Try / Tempest

API abstraction layer for 3D graphics, UI and sound. Written in C++17 with Vulkan, DX12 and Metal support.
MIT License
107 stars 27 forks source link

GPU driven rendering #33

Closed Try closed 2 weeks ago

Try commented 2 years ago

This ticket is to track ideas/known solutions to GPU-driven.

Vulkan-Extensions

  1. VK_NV_mesh_shader https://www.geeks3d.com/20200519/introduction-to-mesh-shaders-opengl-and-vulkan/ https://on-demand.gputechconf.com/siggraph/2018/video/sig1811-3-christoph-kubisch-mesh-shaders.html http://vbomesh.blogspot.com/2018/09/meshlets.html
  2. vkCmdDrawIndexedIndirect https://vkguide.dev/docs/gpudriven/draw_indirect/
  3. VK_EXT_conditional_rendering https://www.saschawillems.de/blog/2018/09/05/vulkan-conditional-rendering/

Known production solutions

  1. Assassins creed https://advances.realtimerendering.com/s2015/aaltonenhaar_siggraph2015_combined_final_footer_220dpi.pdf
  2. AMD: March of the froblins https://developer.amd.com/wordpress/media/2013/01/Chapter03-SBOT-March_of_The_Froblins.pdf
  3. Frostbite https://frostbite-wp-prd.s3.amazonaws.com/wp-content/uploads/2016/03/29204330/GDC_2016_Compute.pdf
  4. Nanite https://www.elopezr.com/a-macro-view-of-nanite/ https://advances.realtimerendering.com/s2021/Karis_Nanite_SIGGRAPH_Advances_2021_final.pdf

Current idea

Use VK_NV_mesh_shader as starting point. And build some emulation layer to enable mesh-shader on wider range of hardware.

Try commented 2 years ago

Now, since mesh-shading is released for OpenGothic can start thinking about next steps.

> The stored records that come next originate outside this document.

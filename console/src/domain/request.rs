//! Outgoing request description used by [`super::ApiClient`].

use std::collections::BTreeMap;

use serde::{Deserialize, Serialize};
use serde_json::Value;
use tokio_util::sync::CancellationToken;

/// HTTP methods the API uses.
#[derive(Debug, Clone, Copy, PartialEq, Eq, Hash, Serialize, Deserialize)]
#[serde(rename_all = "UPPERCASE")]
pub enum HttpMethod {
    /// `GET`
    Get,
    /// `POST`
    Post,
    /// `PUT`
    Put,
    /// `PATCH`
    Patch,
    /// `DELETE`
    Delete,
}

impl HttpMethod {
    /// Upper-case method name.
    pub const fn as_str(self) -> &'static str {
        match self {
            Self::Get => "GET",
            Self::Post => "POST",
            Self::Put => "PUT",
            Self::Patch => "PATCH",
            Self::Delete => "DELETE",
        }
    }

    /// Parse a method name case-insensitively.
    pub fn parse(raw: &str) -> Option<Self> {
        let method = match raw.to_ascii_uppercase().as_str() {
            "GET" => Self::Get,
            "POST" => Self::Post,
            "PUT" => Self::Put,
            "PATCH" => Self::Patch,
            "DELETE" => Self::Delete,
            _ => return None,
        };
        Some(method)
    }
}

impl std::fmt::Display for HttpMethod {
    fn fmt(&self, f: &mut std::fmt::Formatter<'_>) -> std::fmt::Result {
        f.write_str(self.as_str())
    }
}

/// One part of a multipart form.
#[derive(Debug, Clone, PartialEq, Eq)]
pub enum MultipartPart {
    /// Plain text field.
    Text {
        /// Field name.
        name: String,
        /// Field value.
        value: String,
    },
    /// File field.
    File {
        /// Field name.
        name: String,
        /// Original file name.
        file_name: String,
        /// MIME type, when known.
        content_type: Option<String>,
        /// File contents.
        bytes: Vec<u8>,
    },
}

impl MultipartPart {
    /// Field name of this part.
    pub fn name(&self) -> &str {
        match self {
            Self::Text { name, .. } | Self::File { name, .. } => name,
        }
    }
}

/// Multipart form body for uploads.
///
/// # Examples
/// ```
/// use pawstay_console::domain::MultipartForm;
///
/// let form = MultipartForm::new()
///     .text("kind", "business_registration")
///     .file("file", "reg.pdf", Some("application/pdf"), b"%PDF".to_vec());
/// assert_eq!(form.field_names(), ["kind", "file"]);
/// ```
#[derive(Debug, Clone, Default, PartialEq, Eq)]
pub struct MultipartForm {
    parts: Vec<MultipartPart>,
}

impl MultipartForm {
    /// Empty form.
    pub fn new() -> Self {
        Self::default()
    }

    /// Append a text field.
    pub fn text(mut self, name: impl Into<String>, value: impl Into<String>) -> Self {
        self.parts.push(MultipartPart::Text {
            name: name.into(),
            value: value.into(),
        });
        self
    }

    /// Append a file field.
    pub fn file(
        mut self,
        name: impl Into<String>,
        file_name: impl Into<String>,
        content_type: Option<&str>,
        bytes: Vec<u8>,
    ) -> Self {
        self.parts.push(MultipartPart::File {
            name: name.into(),
            file_name: file_name.into(),
            content_type: content_type.map(str::to_owned),
            bytes,
        });
        self
    }

    /// Parts in insertion order.
    pub fn parts(&self) -> &[MultipartPart] {
        &self.parts
    }

    /// Consume the form, yielding its parts.
    pub fn into_parts(self) -> Vec<MultipartPart> {
        self.parts
    }

    /// Field names in insertion order.
    pub fn field_names(&self) -> Vec<&str> {
        self.parts.iter().map(MultipartPart::name).collect()
    }
}

/// Request body.
#[derive(Debug, Clone, Default, PartialEq)]
pub enum RequestBody {
    /// No body.
    #[default]
    Empty,
    /// JSON document.
    Json(Value),
    /// Multipart form; the transport chooses the boundary.
    Multipart(MultipartForm),
}

impl RequestBody {
    /// Whether this is a multipart body.
    pub const fn is_multipart(&self) -> bool {
        matches!(self, Self::Multipart(_))
    }
}

/// A request issued through [`super::ApiClient`].
///
/// `path` is either origin-relative (`/api/admin/promotions?page=1`) or an
/// absolute URL. Header names are stored lower-case.
#[derive(Debug, Clone)]
pub struct ApiRequest {
    /// Method.
    pub method: HttpMethod,
    /// Origin-relative path or absolute URL.
    pub path: String,
    /// Body.
    pub body: RequestBody,
    /// Caller-supplied headers.
    pub headers: BTreeMap<String, String>,
    /// Cancels the request when triggered.
    pub cancellation: Option<CancellationToken>,
    /// Skip session handling: no stored token is attached and a 401 is an
    /// ordinary failure. Used by the login call.
    pub anonymous: bool,
}

impl ApiRequest {
    /// New request without body or headers.
    pub fn new(method: HttpMethod, path: impl Into<String>) -> Self {
        Self {
            method,
            path: path.into(),
            body: RequestBody::Empty,
            headers: BTreeMap::new(),
            cancellation: None,
            anonymous: false,
        }
    }

    /// `GET` request.
    pub fn get(path: impl Into<String>) -> Self {
        Self::new(HttpMethod::Get, path)
    }

    /// `POST` request.
    pub fn post(path: impl Into<String>) -> Self {
        Self::new(HttpMethod::Post, path)
    }

    /// Attach a JSON body.
    pub fn json(mut self, body: Value) -> Self {
        self.body = RequestBody::Json(body);
        self
    }

    /// Attach a multipart body.
    pub fn multipart(mut self, form: MultipartForm) -> Self {
        self.body = RequestBody::Multipart(form);
        self
    }

    /// Add a header; the name is lower-cased.
    pub fn header(mut self, name: &str, value: impl Into<String>) -> Self {
        self.headers.insert(name.to_ascii_lowercase(), value.into());
        self
    }

    /// Abort the request when `token` is cancelled.
    pub fn cancel_on(mut self, token: CancellationToken) -> Self {
        self.cancellation = Some(token);
        self
    }

    /// Send without session handling.
    pub fn anonymous(mut self) -> Self {
        self.anonymous = true;
        self
    }
}

/// Return `id` when it is safe to splice into a URL path.
///
/// Identifiers are restricted to ASCII alphanumerics, `-` and `_`.
pub fn path_segment(id: &str) -> Option<&str> {
    let valid = !id.is_empty()
        && id
            .bytes()
            .all(|byte| byte.is_ascii_alphanumeric() || byte == b'-' || byte == b'_');
    valid.then_some(id)
}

With VK_NV_mesh_shader all fits fine with the engine, just need to emulate them on else platforms.

Idea for emulation workflow:

Spirv patching notes:

OpDecorate %1234 BuiltIn PrimitiveCountNV    <-- should be noped/removed
%gl_PrimitiveCountNV = OpVariable %_ptr_Output_uint Output  <-- should be mutated to shared-variable

Counting shader

// upfront. Using set=1 is ideal, since engine doesn't work with multiple descriptor sets
layout(set = 1, binding = 0) buffer EngineInternal
{
    uint countersCount;
    uint counters[];
} engine;
---
// tail of the main function
  if(_gl_PrimitiveCountNV!=0) {
    uint pos = atomicAdd(engine.countersCount, 1);
    engine.counters[pos] = _gl_PrimitiveCountNV;
    }

Once counter are done, internal shader has to build multi-draw-indirect buffer, with prefix summed counts.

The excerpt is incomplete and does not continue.